__What is needed__
Provide the number of lines in the material containing the word "orientations", with nothing added.
Start of Input data
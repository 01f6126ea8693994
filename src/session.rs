use std::collections::{BTreeMap, HashMap};

use serde::Serialize;

use crate::enums::AlgorithmType;

/// A (value, scheme, meaning) triple naming a clinical category.
#[derive(Clone, Debug, PartialEq, Eq, Serialize)]
pub struct CodedConcept {
    pub value: String,
    pub designator: String,
    pub meaning: String,
}

impl CodedConcept {
    pub fn new(
        value: impl Into<String>,
        designator: impl Into<String>,
        meaning: impl Into<String>,
    ) -> Self {
        Self {
            value: value.into(),
            designator: designator.into(),
            meaning: meaning.into(),
        }
    }

    /// The generic concept applied when a segment carries no explicit
    /// anatomy coding. Callers needing precise coding supply their own.
    pub fn tissue() -> Self {
        Self::new("T-D0050", "SRT", "Tissue")
    }
}

/// Descriptive metadata for one segment, as recorded by the editing
/// session. Every field may be absent; the catalog builder fills defaults.
#[derive(Clone, Debug, Default)]
pub struct SegmentInfo {
    pub label: Option<String>,
    pub algorithm_type: Option<AlgorithmType>,
    pub algorithm_name: Option<String>,
    /// Display color as 8-bit RGB.
    pub color: Option<[u8; 3]>,
    pub category: Option<CodedConcept>,
    pub type_code: Option<CodedConcept>,
}

/// Immutable snapshot of the host's segmentation session, taken at export
/// time. The pipeline never reaches back into live session state.
#[derive(Clone, Debug, Default)]
pub struct SessionSnapshot {
    pub label: String,
    pub segments: BTreeMap<u16, SegmentInfo>,
}

impl SessionSnapshot {
    pub fn new(label: impl Into<String>) -> Self {
        Self {
            label: label.into(),
            segments: BTreeMap::new(),
        }
    }

    pub fn with_segment(mut self, index: u16, info: SegmentInfo) -> Self {
        self.segments.insert(index, info);
        self
    }
}

/// Identifiers of the study and image series the labelmap was painted
/// over. Echoed into the encoded object and its manifest.
#[derive(Clone, Debug, Default)]
pub struct SeriesContext {
    pub study_instance_uid: String,
    pub series_instance_uid: String,
    pub frame_of_reference_uid: String,
    pub patient_id: Option<String>,
    pub patient_name: Option<String>,
}

/// SOP identifiers of one referenced source instance.
#[derive(Clone, Debug, PartialEq, Eq)]
pub struct InstanceReference {
    pub sop_class_uid: String,
    pub sop_instance_uid: String,
}

/// Per-image geometric metadata accessor.
///
/// Resolution may require awaiting a metadata cache that performs lazy
/// I/O, so every lookup is async. A missing attribute is `None`, never an
/// error; the pipeline decides per call site whether absence is fatal.
///
/// Positions are returned in raw form (arbitrary arity, possibly
/// non-finite components) because the order resolver owns the policy for
/// degrading malformed input.
pub trait MetadataSource {
    fn image_position(&self, image_id: &str) -> impl Future<Output = Option<Vec<f64>>>;

    fn image_orientation(&self, image_id: &str) -> impl Future<Output = Option<[f64; 6]>>;

    fn pixel_spacing(&self, image_id: &str) -> impl Future<Output = Option<[f64; 2]>>;

    fn instance_reference(&self, image_id: &str) -> impl Future<Output = Option<InstanceReference>>;
}

/// Map-backed [`MetadataSource`] for hosts that have already materialized
/// their metadata, and for tests.
#[derive(Clone, Debug, Default)]
pub struct InMemoryMetadata {
    positions: HashMap<String, Vec<f64>>,
    orientations: HashMap<String, [f64; 6]>,
    spacings: HashMap<String, [f64; 2]>,
    references: HashMap<String, InstanceReference>,
}

impl InMemoryMetadata {
    pub fn new() -> Self {
        Self::default()
    }

    pub fn insert_position(&mut self, image_id: impl Into<String>, position: Vec<f64>) {
        self.positions.insert(image_id.into(), position);
    }

    pub fn insert_orientation(&mut self, image_id: impl Into<String>, orientation: [f64; 6]) {
        self.orientations.insert(image_id.into(), orientation);
    }

    pub fn insert_pixel_spacing(&mut self, image_id: impl Into<String>, spacing: [f64; 2]) {
        self.spacings.insert(image_id.into(), spacing);
    }

    pub fn insert_instance_reference(
        &mut self,
        image_id: impl Into<String>,
        reference: InstanceReference,
    ) {
        self.references.insert(image_id.into(), reference);
    }
}

impl MetadataSource for InMemoryMetadata {
    async fn image_position(&self, image_id: &str) -> Option<Vec<f64>> {
        self.positions.get(image_id).cloned()
    }

    async fn image_orientation(&self, image_id: &str) -> Option<[f64; 6]> {
        self.orientations.get(image_id).copied()
    }

    async fn pixel_spacing(&self, image_id: &str) -> Option<[f64; 2]> {
        self.spacings.get(image_id).copied()
    }

    async fn instance_reference(&self, image_id: &str) -> Option<InstanceReference> {
        self.references.get(image_id).cloned()
    }
}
End of Input data
__Solution__
3